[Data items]
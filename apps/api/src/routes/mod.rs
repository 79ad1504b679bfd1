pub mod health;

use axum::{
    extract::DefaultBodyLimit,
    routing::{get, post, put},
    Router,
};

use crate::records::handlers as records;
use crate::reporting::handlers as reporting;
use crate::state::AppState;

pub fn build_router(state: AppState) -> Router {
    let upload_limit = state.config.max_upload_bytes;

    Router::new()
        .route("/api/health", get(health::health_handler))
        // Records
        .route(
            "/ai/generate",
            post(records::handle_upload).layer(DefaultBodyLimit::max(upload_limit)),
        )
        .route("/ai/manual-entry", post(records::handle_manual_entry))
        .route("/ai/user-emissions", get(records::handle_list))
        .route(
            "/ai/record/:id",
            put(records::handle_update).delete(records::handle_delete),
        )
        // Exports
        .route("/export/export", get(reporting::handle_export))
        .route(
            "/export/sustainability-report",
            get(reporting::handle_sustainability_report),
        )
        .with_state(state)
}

PROBLEM:
For the data above, count every line in which the string "health" appears, and answer with the count only.

PROBLEM SOLUTION:
2